GENUSS

Grappa fürn Papa

Christian Jandrisits

Es ist ungewöhnlich, dass im Winter noch Grappa ­gebrannt wird. Noch seltener aber steht der WIENER mit am Brennkessel: Geistreiche Beobachtungen aus dem Trester-Nebel von Bassano del Grappa.

Redaktion & Text: Roland Graf

Nostalgische Österreicher müssen stark sein, wenn sie nach Bassano del Grappa fahren. Vier Meter hoch grüßt sie die Statue von General Gaetano Giardino bedrohlich bei der Stadteinfahrt. Der martialische Metallkamerad erinnert an den Ersten Weltkrieg, in dem seine Soldaten die K.u.k.-Truppen am Vormarsch entlang des Monte Grappa hinderten. Es ist auch der nahegelegene Berg, der unter Benito Mussolini der 43.000-Einwohner-Stadt – davor nur „Bassano“ genannt – den Beinamen gab. Mitunter glaubt man als Besucher, dass im Veneto erneut die Mobilmachung gegen den Kaiser läuft. Dann nämlich, wenn die „Alpini“ aus ihrer Kaserne in die Altstadt von Bassano einmarschieren. Wenn heute von der Stadt oder dem Monte Grappa oder Montegrappa die Rede ist, denkt zum Glück kaum mehr jemand an die Kämpfe der untergegangenen Monarchie, sondern an die beiden Weltberühmtheiten: Füllfedern mit teils fünf-stelligen Preisen (etwa die FIFA-Edition für die WM in Katar), die „Montegrappa“ in der erstaunlich unspektakulären Manufaktur nahe dem Fluss Brenta erzeugt werden. Und vor allem der Tresterbrand, der hierzulande gerne „auf die Haus“ gereicht wird, wenn man „Da Antonio“, „Da Pietro“ oder „Da Sonst-ein-Italienername“ einkehrt.

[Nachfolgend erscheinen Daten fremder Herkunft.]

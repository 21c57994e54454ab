//! Overlap of line elements in 2D problems.
use super::{node_position_deriv, CellVertex, IntegrationCell, VertexOrigin};
use crate::config::CoreConfig;
use crate::element::ElementView;
use crate::error::MortarError;
use crate::paired::PairedVector;
use crate::projector::{project_point, projection_deriv, Projection};
use log::{debug, warn};
use mortar_traits::Real;
use nalgebra::Vector2;

/// Topological configuration of a 2D slave/master pair.
#[derive(Debug, Copy, Clone, PartialEq, Eq)]
pub enum OverlapKind {
    None,
    /// Both interval endpoints are slave corners.
    SlaveCovered,
    /// Both interval endpoints are projected master corners.
    MasterCovered,
    /// The lower endpoint is a projected master corner, the upper one a slave corner.
    LowerTrimmed,
    /// The lower endpoint is a slave corner, the upper one a projected master corner.
    UpperTrimmed,
}

/// Source of an interval endpoint.
#[derive(Debug, Copy, Clone, PartialEq, Eq)]
pub enum Endpoint {
    /// Slave corner `0` (at `-1`) or `1` (at `1`).
    Slave(usize),
    /// Master corner `0` (at `-1`) or `1` (at `1`).
    Master(usize),
}

/// Projection data of the four end nodes of a pair of line elements.
#[derive(Debug, Copy, Clone, PartialEq)]
pub struct IntervalOverlap<T> {
    /// Slave coordinates of the interval, `(lower, upper)`.
    pub slave: (T, T),
    pub lower: Endpoint,
    pub upper: Endpoint,
    pub kind: OverlapKind,
}

/// Determines the overlap interval from the feasibility flags and projected coordinates.
///
/// `slave_on_master` holds whether the slave corners at `-1` and `1` project onto the master.
/// `master_on_slave` holds the slave coordinates of the projected master corners at `-1` and `1`,
/// or `None` if the projection is infeasible. The master is traversed in the opposite direction,
/// so its corner at `1` is the candidate for the lower endpoint.
pub fn classify_interval_overlap<T: Real>(
    slave_on_master: [bool; 2],
    master_on_slave: [Option<T>; 2],
    tol: T,
) -> IntervalOverlap<T> {
    let one = T::one();
    let none = IntervalOverlap {
        slave: (-one, one),
        lower: Endpoint::Slave(0),
        upper: Endpoint::Slave(1),
        kind: OverlapKind::None,
    };

    let slave_interior = |xi: T| xi > -one + tol && xi < one - tol;
    if slave_on_master[0] && slave_on_master[1] && master_on_slave.iter().flatten().any(|&xi| slave_interior(xi)) {
        warn!("Inconsistent overlap: slave is covered, but a master node projects into its interior");
    }

    // The slave corner wins ties and any candidate beyond the slave corner
    let lower = match master_on_slave[1] {
        Some(xi) if xi > -one + tol => Some((xi, Endpoint::Master(1))),
        Some(_) => Some((-one, Endpoint::Slave(0))),
        None if slave_on_master[0] => Some((-one, Endpoint::Slave(0))),
        None => None,
    };
    let upper = match master_on_slave[0] {
        Some(xi) if xi < one - tol => Some((xi, Endpoint::Master(0))),
        Some(_) => Some((one, Endpoint::Slave(1))),
        None if slave_on_master[1] => Some((one, Endpoint::Slave(1))),
        None => None,
    };

    match (lower, upper) {
        (Some((a, lower)), Some((b, upper))) if b - a > tol => {
            let kind = match (lower, upper) {
                (Endpoint::Slave(_), Endpoint::Slave(_)) => OverlapKind::SlaveCovered,
                (Endpoint::Master(_), Endpoint::Master(_)) => OverlapKind::MasterCovered,
                (Endpoint::Master(_), Endpoint::Slave(_)) => OverlapKind::LowerTrimmed,
                (Endpoint::Slave(_), Endpoint::Master(_)) => OverlapKind::UpperTrimmed,
            };
            IntervalOverlap {
                slave: (a, b),
                lower,
                upper,
                kind,
            }
        }
        _ => none,
    }
}

/// Projects the corner nodes of `source` onto `target`.
fn project_corners<T: Real>(
    source: &ElementView<T>,
    target: &ElementView<T>,
    config: &CoreConfig,
) -> [Projection<T>; 2] {
    let corners = source.cell().corner_nodes();
    [0, 1].map(|c| project_point(target, &source.node(corners[c]).position(), config))
}

fn endpoint_vertex<T: Real>(
    endpoint: Endpoint,
    slave: &ElementView<T>,
    master: &ElementView<T>,
    slave_projections: &[Projection<T>; 2],
    master_projections: &[Projection<T>; 2],
) -> Result<CellVertex<T>, MortarError> {
    let corner_coord = |c: usize| if c == 0 { -T::one() } else { T::one() };
    match endpoint {
        Endpoint::Slave(c) => {
            let projection = &slave_projections[c];
            if !projection.converged {
                return Err(MortarError::integration(
                    slave.id(),
                    format!("projection of slave corner {} onto master {} did not converge", c, master.id()),
                ));
            }
            let node = slave.cell().corner_nodes()[c];
            let point_deriv = node_position_deriv(slave, node);
            Ok(CellVertex {
                slave: Vector2::new(corner_coord(c), T::zero()),
                master: projection.xi,
                slave_deriv: PairedVector::new(),
                master_deriv: projection_deriv(master, projection, &point_deriv)?,
                origin: VertexOrigin::SlaveCorner(c),
            })
        }
        Endpoint::Master(c) => {
            let projection = &master_projections[c];
            let node = master.cell().corner_nodes()[c];
            let point_deriv = node_position_deriv(master, node);
            Ok(CellVertex {
                slave: projection.xi,
                master: Vector2::new(corner_coord(c), T::zero()),
                slave_deriv: projection_deriv(slave, projection, &point_deriv)?,
                master_deriv: PairedVector::new(),
                origin: VertexOrigin::MasterCorner(c),
            })
        }
    }
}

/// Computes the overlap interval of a pair of line elements as a single integration cell.
pub(super) fn interval_cells<T: Real>(
    slave: &ElementView<T>,
    master: &ElementView<T>,
    config: &CoreConfig,
) -> Result<Vec<IntegrationCell<T>>, MortarError> {
    let slave_projections = project_corners(slave, master, config);
    let master_projections = project_corners(master, slave, config);
    let overlap = classify_interval_overlap(
        slave_projections.map(|p| p.feasible),
        master_projections.map(|p| Some(p.xi.x).filter(|_| p.feasible)),
        nalgebra::convert(config.clip_tolerance),
    );
    debug!(
        "Slave {} / master {}: {:?} on [{:?}, {:?}]",
        slave.id(),
        master.id(),
        overlap.kind,
        overlap.slave.0,
        overlap.slave.1
    );
    if overlap.kind == OverlapKind::None {
        return Ok(Vec::new());
    }

    let lower = endpoint_vertex(overlap.lower, slave, master, &slave_projections, &master_projections)?;
    let upper = endpoint_vertex(overlap.upper, slave, master, &slave_projections, &master_projections)?;
    Ok(vec![IntegrationCell {
        vertices: vec![lower, upper],
        master: master.index(),
        subelement: None,
    }])
}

GRAPPA ARTIGIANALE Von industriell gefertigten Varianten will Jacopo Poi nichts hören.

„Das war sehr lange der Schnaps der armen Leute, kein Genussprodukt“, leitet der Mann die Geschichte des Grappa ein, der sie wirklich kennt. Jacopo Poli unterhält gleich zwei Museen zum Destillat des Veneto, eines in Bassano selbst, eines am Standort seiner Brennerei in Schiavon. „Hier waren früher alle Bauern nur Pächter des Landes und lieferten den Wein an die Grundherrschaft ab, der Trester blieb dann für sie übrig“, so Poli. Viel war damit nicht anzufangen, es war mehr eine „Taschen-Heizung“ als ein Genussmittel, dreht Signore Poli beim Rundgang durch die beeindruckende, ziegelrote Grappa-Kathedrale das Rad der Zeit zurück. Geblieben ist davon eine Dominanz des Veneto bei der italienischen Produktion: 40% aller Grappe stammen aus dieser Provinz. Und man ist nicht ganz frei von Stolz. In einem Nebensatz findet sich im Museum die Verwunderung der norditalienischen Brenner geschildert, als die EU 2008 auch den sizilianischen Grappa mit einer Herkunftsbezeichnung adelte.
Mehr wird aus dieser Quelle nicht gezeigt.